Supplied entries START
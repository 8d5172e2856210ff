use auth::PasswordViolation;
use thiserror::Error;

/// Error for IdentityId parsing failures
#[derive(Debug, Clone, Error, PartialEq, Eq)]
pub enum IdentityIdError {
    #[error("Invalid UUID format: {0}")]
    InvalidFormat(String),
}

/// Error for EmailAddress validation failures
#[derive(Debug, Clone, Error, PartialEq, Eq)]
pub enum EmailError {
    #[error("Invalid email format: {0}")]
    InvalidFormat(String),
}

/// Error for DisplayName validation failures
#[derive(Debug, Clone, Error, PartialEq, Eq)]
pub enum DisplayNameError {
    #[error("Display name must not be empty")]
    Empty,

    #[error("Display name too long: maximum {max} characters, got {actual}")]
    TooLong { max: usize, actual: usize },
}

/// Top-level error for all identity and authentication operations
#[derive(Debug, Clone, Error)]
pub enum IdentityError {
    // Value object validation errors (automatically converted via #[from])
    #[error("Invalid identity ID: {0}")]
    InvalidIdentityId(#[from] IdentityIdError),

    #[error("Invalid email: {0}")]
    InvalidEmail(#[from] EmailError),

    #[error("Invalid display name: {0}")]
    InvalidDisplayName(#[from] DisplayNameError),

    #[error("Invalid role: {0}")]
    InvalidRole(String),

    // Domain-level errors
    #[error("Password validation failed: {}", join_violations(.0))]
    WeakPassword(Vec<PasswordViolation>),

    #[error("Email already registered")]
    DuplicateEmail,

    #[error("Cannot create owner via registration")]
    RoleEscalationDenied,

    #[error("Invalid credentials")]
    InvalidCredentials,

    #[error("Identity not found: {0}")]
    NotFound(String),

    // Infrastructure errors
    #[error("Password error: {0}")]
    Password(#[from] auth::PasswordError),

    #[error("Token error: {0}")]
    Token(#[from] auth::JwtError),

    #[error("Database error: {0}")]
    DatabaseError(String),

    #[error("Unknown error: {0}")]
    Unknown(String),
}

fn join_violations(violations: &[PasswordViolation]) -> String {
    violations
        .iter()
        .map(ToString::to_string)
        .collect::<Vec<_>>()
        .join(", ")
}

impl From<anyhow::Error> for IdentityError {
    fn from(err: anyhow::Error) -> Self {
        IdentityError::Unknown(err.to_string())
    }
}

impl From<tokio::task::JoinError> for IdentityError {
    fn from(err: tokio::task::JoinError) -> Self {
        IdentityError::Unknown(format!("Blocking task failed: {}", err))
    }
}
Supplied entries END
Please print each entry once more, exactly as it reads.

The completed task ->
repository 8d5172e2856210ff
use auth::PasswordViolation;
use thiserror::Error;

/// Error for IdentityId parsing failures
#[derive(Debug, Clone, Error, PartialEq, Eq)]
pub enum IdentityIdError {
    #[error("Invalid UUID format: {0}")]
    InvalidFormat(String),
}

/// Error for EmailAddress validation failures
#[derive(Debug, Clone, Error, PartialEq, Eq)]
pub enum EmailError {
    #[error("Invalid email format: {0}")]
    InvalidFormat(String),
}

/// Error for DisplayName validation failures
#[derive(Debug, Clone, Error, PartialEq, Eq)]
pub enum DisplayNameError {
    #[error("Display name must not be empty")]
    Empty,

    #[error("Display name too long: maximum {max} characters, got {actual}")]
    TooLong { max: usize, actual: usize },
}

/// Top-level error for all identity and authentication operations
#[derive(Debug, Clone, Error)]
pub enum IdentityError {
    // Value object validation errors (automatically converted via #[from])
    #[error("Invalid identity ID: {0}")]
    InvalidIdentityId(#[from] IdentityIdError),

    #[error("Invalid email: {0}")]
    InvalidEmail(#[from] EmailError),

    #[error("Invalid display name: {0}")]
    InvalidDisplayName(#[from] DisplayNameError),

    #[error("Invalid role: {0}")]
    InvalidRole(String),

    // Domain-level errors
    #[error("Password validation failed: {}", join_violations(.0))]
    WeakPassword(Vec<PasswordViolation>),

    #[error("Email already registered")]
    DuplicateEmail,

    #[error("Cannot create owner via registration")]
    RoleEscalationDenied,

    #[error("Invalid credentials")]
    InvalidCredentials,

    #[error("Identity not found: {0}")]
    NotFound(String),

    // Infrastructure errors
    #[error("Password error: {0}")]
    Password(#[from] auth::PasswordError),

    #[error("Token error: {0}")]
    Token(#[from] auth::JwtError),

    #[error("Database error: {0}")]
    DatabaseError(String),

    #[error("Unknown error: {0}")]
    Unknown(String),
}

fn join_violations(violations: &[PasswordViolation]) -> String {
    violations
        .iter()
        .map(ToString::to_string)
        .collect::<Vec<_>>()
        .join(", ")
}

impl From<anyhow::Error> for IdentityError {
    fn from(err: anyhow::Error) -> Self {
        IdentityError::Unknown(err.to_string())
    }
}

impl From<tokio::task::JoinError> for IdentityError {
    fn from(err: tokio::task::JoinError) -> Self {
        IdentityError::Unknown(format!("Blocking task failed: {}", err))
    }
}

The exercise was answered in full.